Background Inflammasomes are intracellular multiprotein complexes that sense pathogenic microorganisms, as well as DNA and other molecules released after tissue injury. Such activation of inflammasome leads to the upregulation of various inflammasome-related molecules and the release of pro-inflammatory cytokines, such as interleukin-1β (IL-1β). We have recently shown that patients with primary Sjögren's syndrome (SS) manifest increased serum levels of circulating nucleosomes and cell-free genomic DNA (CF-DNA) owing to impaired DNA degradation.
Objectives Herein, we assessed whether the inflammasome is activated in the peripheral blood and salivary glands (SG) of SS patients and whether serum CF-DNA represents a novel inflammasome-stimulating agent.
Methods The mRNA expression of inflammasome-related molecules ASC, NLRP3, AIM2 and IL-1β were evaluated by RT-PCR in PBMC (15 SS, 9 non-SS controls).

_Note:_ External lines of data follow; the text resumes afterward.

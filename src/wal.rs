use std::fs::{self, File, OpenOptions};
use std::io::{self, BufReader, BufWriter, Read, Write};
use std::path::{Path, PathBuf};

use crate::model::Event;

/// Encode a single event as `[u32: len][bincode payload][u32: crc32]`.
fn encode_event(writer: &mut impl Write, event: &Event) -> io::Result<()> {
    let payload =
        bincode::serialize(event).map_err(|e| io::Error::new(io::ErrorKind::InvalidData, e))?;
    let len = payload.len() as u32;
    let crc = crc32fast::hash(&payload);
    writer.write_all(&len.to_le_bytes())?;
    writer.write_all(&payload)?;
    writer.write_all(&crc.to_le_bytes())?;
    Ok(())
}

/// Append-only write-ahead log, one file per tenant.
///
/// The length prefix plus CRC lets replay discard a truncated or corrupt
/// trailing entry after a crash instead of failing the whole load.
pub struct Wal {
    writer: BufWriter<File>,
    path: PathBuf,
    appends_since_compact: u64,
}

impl Wal {
    /// Open (or create) the WAL file at `path`.
    pub fn open(path: &Path) -> io::Result<Self> {
        let file = OpenOptions::new().create(true).append(true).open(path)?;
        Ok(Self {
            writer: BufWriter::new(file),
            path: path.to_path_buf(),
            appends_since_compact: 0,
        })
    }

    /// Append one event and fsync. Tests only — production goes through
    /// `append_buffered` + `flush_sync` so the writer task can group-commit.
    #[cfg(test)]
    pub fn append(&mut self, event: &Event) -> io::Result<()> {
        self.append_buffered(event)?;
        self.flush_sync()
    }

    /// Buffer one event without flushing. Call `flush_sync()` after the
    /// batch to durably commit everything buffered so far.
    pub fn append_buffered(&mut self, event: &Event) -> io::Result<()> {
        encode_event(&mut self.writer, event)?;
        self.appends_since_compact += 1;
        Ok(())
    }

    /// Flush the buffer and fsync the underlying file.
    pub fn flush_sync(&mut self) -> io::Result<()> {
        self.writer.flush()?;
        self.writer.get_ref().sync_all()
    }

    pub fn path(&self) -> &Path {
        &self.path
    }

    /// Write a compacted event list to a temp file and fsync it.
    /// Slow I/O phase — runs outside any lock.
    pub fn write_compact_file(path: &Path, events: &[Event]) -> io::Result<()> {
        let tmp_path = path.with_extension("wal.tmp");
        let file = File::create(&tmp_path)?;
        let mut writer = BufWriter::new(file);
        for event in events {
            encode_event(&mut writer, event)?;
        }
        writer.flush()?;
        writer.get_ref().sync_all()?;
        Ok(())
    }

    /// Atomic swap: rename the temp file over the WAL and reopen.
    pub fn swap_compact_file(&mut self) -> io::Result<()> {
        let tmp_path = self.path.with_extension("wal.tmp");
        fs::rename(&tmp_path, &self.path)?;
        let file = OpenOptions::new()
            .create(true)
            .append(true)
            .open(&self.path)?;
        self.writer = BufWriter::new(file);
        self.appends_since_compact = 0;
        Ok(())
    }

    /// Both compaction phases in one call. Used by tests.
    #[cfg(test)]
    pub fn compact(&mut self, events: &[Event]) -> io::Result<()> {
        Self::write_compact_file(&self.path, events)?;
        self.swap_compact_file()
    }

    pub fn appends_since_compact(&self) -> u64 {
        self.appends_since_compact
    }

    /// Replay the WAL from disk, returning all valid events. Truncated or
    /// corrupt trailing entries are silently discarded.
    pub fn replay(path: &Path) -> io::Result<Vec<Event>> {
        let file = match File::open(path) {
            Ok(f) => f,
            Err(e) if e.kind() == io::ErrorKind::NotFound => return Ok(Vec::new()),
            Err(e) => return Err(e),
        };
        let mut reader = BufReader::new(file);
        let mut events = Vec::new();

        loop {
            let mut len_buf = [0u8; 4];
            match reader.read_exact(&mut len_buf) {
                Ok(()) => {}
                Err(e) if e.kind() == io::ErrorKind::UnexpectedEof => break,
                Err(e) => return Err(e),
            }
            let len = u32::from_le_bytes(len_buf) as usize;

            let mut payload = vec![0u8; len];
            match reader.read_exact(&mut payload) {
                Ok(()) => {}
                Err(e) if e.kind() == io::ErrorKind::UnexpectedEof => break, // truncated
                Err(e) => return Err(e),
            }

            let mut crc_buf = [0u8; 4];
            match reader.read_exact(&mut crc_buf) {
                Ok(()) => {}
                Err(e) if e.kind() == io::ErrorKind::UnexpectedEof => break, // truncated
                Err(e) => return Err(e),
            }
            let stored_crc = u32::from_le_bytes(crc_buf);
            if stored_crc != crc32fast::hash(&payload) {
                break; // corrupt entry — stop replaying
            }

            match bincode::deserialize::<Event>(&payload) {
                Ok(event) => events.push(event),
                Err(_) => break, // corrupt payload
            }
        }

        Ok(events)
    }
}

#[cfg(test)]
mod tests {
    use super::*;
    use crate::model::{DateRange, ReservationStatus};
    use ulid::Ulid;

    fn tmp_path(name: &str) -> PathBuf {
        let dir = std::env::temp_dir().join("corral_test_wal");
        fs::create_dir_all(&dir).unwrap();
        dir.join(name)
    }

    fn range(a: &str, b: &str) -> DateRange {
        DateRange::new(a.parse().unwrap(), b.parse().unwrap()).unwrap()
    }

    #[test]
    fn append_and_replay() {
        let path = tmp_path("append_and_replay.wal");
        let _ = fs::remove_file(&path);

        let vid = Ulid::new();
        let events = vec![
            Event::VehicleRegistered {
                id: vid,
                label: Some("van-03".into()),
            },
            Event::ReservationCreated {
                id: Ulid::new(),
                vehicle_id: vid,
                range: range("2026-03-10", "2026-03-14"),
                status: ReservationStatus::Confirmed,
                label: None,
            },
        ];

        {
            let mut wal = Wal::open(&path).unwrap();
            for e in &events {
                wal.append(e).unwrap();
            }
        }

        let replayed = Wal::replay(&path).unwrap();
        assert_eq!(replayed, events);

        let _ = fs::remove_file(&path);
    }

    #[test]
    fn replay_handles_truncation() {
        let path = tmp_path("truncation.wal");
        let _ = fs::remove_file(&path);

        let event = Event::VehicleRegistered {
            id: Ulid::new(),
            label: None,
        };

        {
            let mut wal = Wal::open(&path).unwrap();
            wal.append(&event).unwrap();
        }

        // Append garbage to simulate a truncated second entry
        {
            let mut f = OpenOptions::new().append(true).open(&path).unwrap();
            f.write_all(&[0u8; 6]).unwrap(); // partial length + some bytes
        }

        let replayed = Wal::replay(&path).unwrap();
        assert_eq!(replayed.len(), 1);
        assert_eq!(replayed[0], event);

        let _ = fs::remove_file(&path);
    }

    #[test]
    fn replay_nonexistent_file() {
        let path = tmp_path("nonexistent.wal");
        let _ = fs::remove_file(&path);
        let replayed = Wal::replay(&path).unwrap();
        assert!(replayed.is_empty());
    }

    #[test]
    fn replay_corrupt_crc() {
        let path = tmp_path("corrupt_crc.wal");
        let _ = fs::remove_file(&path);

        let event = Event::LinkRevoked {
            id: Ulid::new(),
            vehicle_id: Ulid::new(),
        };

        // Manually write an entry with a bad CRC
        {
            let payload = bincode::serialize(&event).unwrap();
            let len = payload.len() as u32;
            let bad_crc: u32 = 0xDEADBEEF;

            let mut f = File::create(&path).unwrap();
            f.write_all(&len.to_le_bytes()).unwrap();
            f.write_all(&payload).unwrap();
            f.write_all(&bad_crc.to_le_bytes()).unwrap();
        }

        let replayed = Wal::replay(&path).unwrap();
        assert!(replayed.is_empty());

        let _ = fs::remove_file(&path);
    }

    #[test]
    fn compact_reduces_wal() {
        let path = tmp_path("compact_reduce.wal");
        let _ = fs::remove_file(&path);

        let vid = Ulid::new();
        let lid = Ulid::new();

        // Churn: repeated full event-cache swaps for the same link
        {
            let mut wal = Wal::open(&path).unwrap();
            wal.append(&Event::VehicleRegistered {
                id: vid,
                label: None,
            })
            .unwrap();
            wal.append(&Event::LinkRegistered {
                id: lid,
                vehicle_id: vid,
                feed_url: "https://example.com/cal.ics".into(),
                source_label: "generic".into(),
            })
            .unwrap();
            for i in 0..10 {
                wal.append(&Event::LinkEventsReplaced {
                    link_id: lid,
                    vehicle_id: vid,
                    events: vec![],
                    synced_at: i,
                })
                .unwrap();
            }
        }

        let before = fs::metadata(&path).unwrap().len();
        assert!(before > 0);

        let compacted = vec![
            Event::VehicleRegistered {
                id: vid,
                label: None,
            },
            Event::LinkRegistered {
                id: lid,
                vehicle_id: vid,
                feed_url: "https://example.com/cal.ics".into(),
                source_label: "generic".into(),
            },
            Event::LinkEventsReplaced {
                link_id: lid,
                vehicle_id: vid,
                events: vec![],
                synced_at: 9,
            },
        ];

        {
            let mut wal = Wal::open(&path).unwrap();
            wal.compact(&compacted).unwrap();
        }

        let after = fs::metadata(&path).unwrap().len();
        assert!(after < before, "compacted WAL should be smaller: {after} < {before}");

        let replayed = Wal::replay(&path).unwrap();
        assert_eq!(replayed, compacted);

        let _ = fs::remove_file(&path);
    }

    #[test]
    fn compact_then_append() {
        let path = tmp_path("compact_append.wal");
        let _ = fs::remove_file(&path);

        let vid = Ulid::new();
        let compacted = vec![Event::VehicleRegistered {
            id: vid,
            label: None,
        }];
        let new_event = Event::ReservationCreated {
            id: Ulid::new(),
            vehicle_id: vid,
            range: range("2026-03-01", "2026-03-05"),
            status: ReservationStatus::Pending,
            label: None,
        };

        {
            let mut wal = Wal::open(&path).unwrap();
            wal.append(&compacted[0]).unwrap();
            wal.compact(&compacted).unwrap();
            wal.append(&new_event).unwrap();
        }

        let replayed = Wal::replay(&path).unwrap();
        assert_eq!(replayed.len(), 2);
        assert_eq!(replayed[0], compacted[0]);
        assert_eq!(replayed[1], new_event);

        let _ = fs::remove_file(&path);
    }

    #[test]
    fn append_buffered_then_flush_sync() {
        let path = tmp_path("buffered_flush.wal");
        let _ = fs::remove_file(&path);

        let events: Vec<Event> = (0..5)
            .map(|_| Event::VehicleRegistered {
                id: Ulid::new(),
                label: None,
            })
            .collect();

        {
            let mut wal = Wal::open(&path).unwrap();
            for e in &events {
                wal.append_buffered(e).unwrap();
            }
            assert_eq!(wal.appends_since_compact(), 5);
            wal.flush_sync().unwrap();
        }

        let replayed = Wal::replay(&path).unwrap();
        assert_eq!(replayed, events);

        let _ = fs::remove_file(&path);
    }
}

Sera were studied for DNase1 activity (by SRED assay), the levels of circulating CF-DNA (by RT-PCR; 8 SS and 5 non-SS controls), IL-1β and ASC protein (by ELISA; 39 SS patients, 21 controls). SG biopsies were examined for the presence of CF-DNA (by nucleic acids, cell membrane immunostaining; 3 SS patients, 2 non-SS controls) and the expression of ASC protein (by confocal microscopy; 15 SS patients, 5 non-SS controls). To evaluate the capacity of CF-DNA for inflammasome activation, healthy PBMC were treated with SS sera-derived CF-DNA and IL-1β produced was measured by ELISA.
Results Significantly high mRNA expression of ASC, IL-1β, NLRP-3 was detected in the PBMC of SS patients (all for p<0.05, vs. controls), with ASC highly positively correlating with disease activity scores (ESSDAI; p=0.007). SS patients manifested high serum levels of ASC protein (p<0.0001, vs. controls) that were particularly high among SS patients who had developed lymphoma (p=0.009). High serum levels of CF-DNA were also detected in SS patients (p<0.05, vs. controls) that correlated inversely with DNase1 activity (r= -0.763 p<0.001) and positively with the levels of ASC (r=0.654, p=0.015) in serum. The SG specimens of SS patients (but not nonSS-controls) manifested ample evidence of CF-DNA, as well as strong ASC protein expression by both epithelial and infiltrating cells, mainly CD68+ macrophages. The serum CF-DNA of SS patients induced high expression of inflammasome-related genes and IL-1β secretion by healthy PBMC.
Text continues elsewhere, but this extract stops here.